FIGURE 1.

Clinical and genetic features of KIF26 patient. (A) Facial dysmorphism includes sparse eyebrows, almond‐shaped eyes, flat nasal bridge, thin lips, left mandibular hypoplasia with retrognathia, left‐sided helix hypoplasia, and bilateral lobe hypoplasia. (B) Brain MRI of the patient 1# performed at 6.5 years of age; (Bi–ii) Sagittal T1‐weighted images demonstrate cerebral aqueduct stenosis (curved arrow) associated with a small anterior commissure (dashed arrow) and hypothalamic adhesion (full arrowhead). There are several nodules of gray matter heterotopia extending from the parieto‐occipital cortex to the ventricle (thick black arrows). Note the caudal displacement of the cerebellar tonsils (empty arrowhead). (Biii) Axial T2‐weighted image shows bilateral incomplete hippocampal rotation. Note that the cortex overlying the nodular heterotopias is abnormal, showing a focal area of polymicrogyria (empty white arrows). (Biv) coronal T2‐weighted image depict enlargement of the lateral ventricles associated with focal fenestration of the septum pellucidum (thin black arrow).

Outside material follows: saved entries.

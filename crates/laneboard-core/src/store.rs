#![forbid(unsafe_code)]

//! Interfaces to the external data layer and the user-facing error channel.
//!
//! The board only reads through [`BoardSource`] and writes through the one
//! move mutation. Hosts with an asynchronous data layer drain
//! [`MoveRequest`]s and report completion back to the board; [`CardMover`] is
//! the synchronous form of the same call, used by [`InMemoryStore`] and the
//! replay harness.

use std::cell::RefCell;
use std::collections::HashMap;
use std::fmt;
use std::rc::Rc;

use serde::{Deserialize, Serialize};

use crate::drop_resolver::MovePlan;
use crate::error::{BoardError, MoveRejected, Result};
use crate::model::{Card, CardId, Lane, LaneId, LaneModel};

// ---------------------------------------------------------------------------
// Move mutation
// ---------------------------------------------------------------------------

/// Correlates a move request with its later completion.
#[derive(Debug, Clone, Copy, PartialEq, Eq, Hash, PartialOrd, Ord, Serialize, Deserialize)]
#[serde(transparent)]
pub struct MoveId(u64);

impl MoveId {
    #[must_use]
    pub const fn new(raw: u64) -> Self {
        Self(raw)
    }

    #[must_use]
    pub const fn get(self) -> u64 {
        self.0
    }
}

impl fmt::Display for MoveId {
    fn fmt(&self, f: &mut fmt::Formatter<'_>) -> fmt::Result {
        write!(f, "move#{}", self.0)
    }
}

/// The sole mutation: `(card, destination lane, new order)`.
#[derive(Debug, Clone, PartialEq, Serialize, Deserialize)]
pub struct MoveRequest {
    pub id: MoveId,
    pub card_id: CardId,
    pub to_lane: LaneId,
    pub new_order: f64,
}

impl MoveRequest {
    #[must_use]
    pub fn from_plan(id: MoveId, plan: &MovePlan) -> Self {
        Self {
            id,
            card_id: plan.card_id.clone(),
            to_lane: plan.to_lane.clone(),
            new_order: plan.new_order,
        }
    }
}

// ---------------------------------------------------------------------------
// External collaborators
// ---------------------------------------------------------------------------

/// Read accessors of the external data layer.
pub trait BoardSource {
    fn list_cards(&self) -> Vec<Card>;

    fn list_lanes(&self) -> Vec<Lane>;

    fn wip_limits(&self) -> HashMap<LaneId, u32>;

    /// Read everything into a validated [`LaneModel`].
    fn load_model(&self) -> Result<LaneModel> {
        Ok(LaneModel::new(self.list_lanes(), self.list_cards())?.with_wip_limits(self.wip_limits()))
    }
}

/// Synchronous form of the move mutation.
pub trait CardMover {
    fn move_card(&mut self, request: &MoveRequest) -> std::result::Result<(), MoveRejected>;
}

/// User-facing error channel.
pub trait ErrorSink {
    fn report(&mut self, error: &BoardError);
}

/// Reports errors through `tracing` at error level.
#[derive(Debug, Clone, Copy, Default)]
pub struct TracingErrorSink;

impl ErrorSink for TracingErrorSink {
    fn report(&mut self, error: &BoardError) {
        tracing::error!(target: "laneboard.errors", %error, "board error");
    }
}

/// Shared in-process error collector. Clones observe the same entries.
#[derive(Debug, Clone, Default)]
pub struct ErrorLog {
    entries: Rc<RefCell<Vec<BoardError>>>,
}

impl ErrorLog {
    #[must_use]
    pub fn new() -> Self {
        Self::default()
    }

    #[must_use]
    pub fn entries(&self) -> Vec<BoardError> {
        self.entries.borrow().clone()
    }

    #[must_use]
    pub fn len(&self) -> usize {
        self.entries.borrow().len()
    }

    #[must_use]
    pub fn is_empty(&self) -> bool {
        self.entries.borrow().is_empty()
    }

    pub fn clear(&self) {
        self.entries.borrow_mut().clear();
    }
}

impl ErrorSink for ErrorLog {
    fn report(&mut self, error: &BoardError) {
        self.entries.borrow_mut().push(error.clone());
    }
}

// ---------------------------------------------------------------------------
// In-memory store
// ---------------------------------------------------------------------------

/// Serializable board contents used to seed an [`InMemoryStore`].
#[derive(Debug, Clone, Default, PartialEq, Serialize, Deserialize)]
#[serde(default)]
pub struct BoardSeed {
    pub lanes: Vec<Lane>,
    pub cards: Vec<Card>,
    pub wip_limits: HashMap<LaneId, u32>,
}

/// A data layer held entirely in memory.
#[derive(Debug, Clone, Default)]
pub struct InMemoryStore {
    seed: BoardSeed,
    rejection: Option<String>,
    applied: Vec<MoveRequest>,
}

impl InMemoryStore {
    #[must_use]
    pub fn new(lanes: Vec<Lane>, cards: Vec<Card>) -> Self {
        Self::from_seed(BoardSeed {
            lanes,
            cards,
            wip_limits: HashMap::new(),
        })
    }

    #[must_use]
    pub fn from_seed(seed: BoardSeed) -> Self {
        Self {
            seed,
            rejection: None,
            applied: Vec::new(),
        }
    }

    #[must_use]
    pub fn with_wip_limit(mut self, lane: impl Into<String>, limit: u32) -> Self {
        self.seed.wip_limits.insert(LaneId::new(lane), limit);
        self
    }

    /// Reject every following move with `reason`.
    pub fn reject_moves(&mut self, reason: impl Into<String>) {
        self.rejection = Some(reason.into());
    }

    /// Accept moves again.
    pub fn accept_moves(&mut self) {
        self.rejection = None;
    }

    /// Moves accepted so far, in order.
    #[must_use]
    pub fn applied_moves(&self) -> &[MoveRequest] {
        &self.applied
    }

    #[must_use]
    pub fn card(&self, id: &CardId) -> Option<&Card> {
        self.seed.cards.iter().find(|card| &card.id == id)
    }
}

impl BoardSource for InMemoryStore {
    fn list_cards(&self) -> Vec<Card> {
        self.seed.cards.clone()
    }

    fn list_lanes(&self) -> Vec<Lane> {
        self.seed.lanes.clone()
    }

    fn wip_limits(&self) -> HashMap<LaneId, u32> {
        self.seed.wip_limits.clone()
    }
}

impl CardMover for InMemoryStore {
    fn move_card(&mut self, request: &MoveRequest) -> std::result::Result<(), MoveRejected> {
        if let Some(reason) = &self.rejection {
            return Err(MoveRejected::new(reason.clone()));
        }
        if !self.seed.lanes.iter().any(|lane| lane.id == request.to_lane) {
            return Err(MoveRejected::new(format!("unknown lane {}", request.to_lane)));
        }
        let Some(card) = self.seed.cards.iter_mut().find(|card| card.id == request.card_id) else {
            return Err(MoveRejected::new(format!("unknown card {}", request.card_id)));
        };
        card.lane_id = request.to_lane.clone();
        card.order = request.new_order;
        self.applied.push(request.clone());
        Ok(())
    }
}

There is an additional area of polymicrogyria in the left insula (thick white arrow). (C) Brain MRI in patient #2: Hydrocephalus with obliterated aqueduct, hypoplasia of corpus callosum, agenesis of septum pellucidum. (Ci) x‐say: Intestinal dilatation due to distal obstruction. (Cii) Brain MRI: Dilatation of lateral. (D) Pedigree of the families showing the segregation of KIF26A variants in the proband and healthy parents. (E) Localization of previously reported (black) and novel (red) KIF26 variant in the protein.